What you are asked to do: Below are the records; how many of their lines contain "InvalidIdentifier"? Reply only with that figure.

Record excerpts:
····················
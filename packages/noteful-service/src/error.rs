pub type Result<T, E = Error> = std::result::Result<T, E>;

#[derive(Debug, thiserror::Error)]
pub enum Error {
	/// A required field is missing or blank.
	#[error("{message}")]
	Validation { message: String },
	/// A path identifier is not syntactically valid.
	#[error("{message}")]
	InvalidIdentifier { message: String },
	/// A referencing field in a body or query is not syntactically valid.
	#[error("{message}")]
	InvalidReference { message: String },
	#[error("{message}")]
	DuplicateName { message: String },
	#[error("{message}")]
	NotFound { message: String },
	#[error("Storage error: {message}")]
	Storage { message: String },
}
impl Error {
	pub fn name(&self) -> &'static str {
		match self {
			Self::Validation { .. } => "ValidationError",
			Self::InvalidIdentifier { .. } => "InvalidIdentifier",
			Self::InvalidReference { .. } => "InvalidReference",
			Self::DuplicateName { .. } => "DuplicateName",
			Self::NotFound { .. } => "NotFound",
			Self::Storage { .. } => "StoreError",
		}
	}

	pub(crate) fn not_found() -> Self {
		Self::NotFound { message: "Not Found".to_string() }
	}

	/// Translates a unique-name violation into `message`; other store failures pass through.
	pub(crate) fn from_write(err: noteful_storage::Error, message: &str) -> Self {
		match err {
			noteful_storage::Error::Conflict(_) =>
				Self::DuplicateName { message: message.to_string() },
			other => other.into(),
		}
	}
}

impl From<noteful_storage::Error> for Error {
	fn from(err: noteful_storage::Error) -> Self {
		match err {
			noteful_storage::Error::Sqlx(inner) => Self::Storage { message: inner.to_string() },
			noteful_storage::Error::Conflict(message) => Self::DuplicateName { message },
		}
	}
}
····················
Exercise response: 2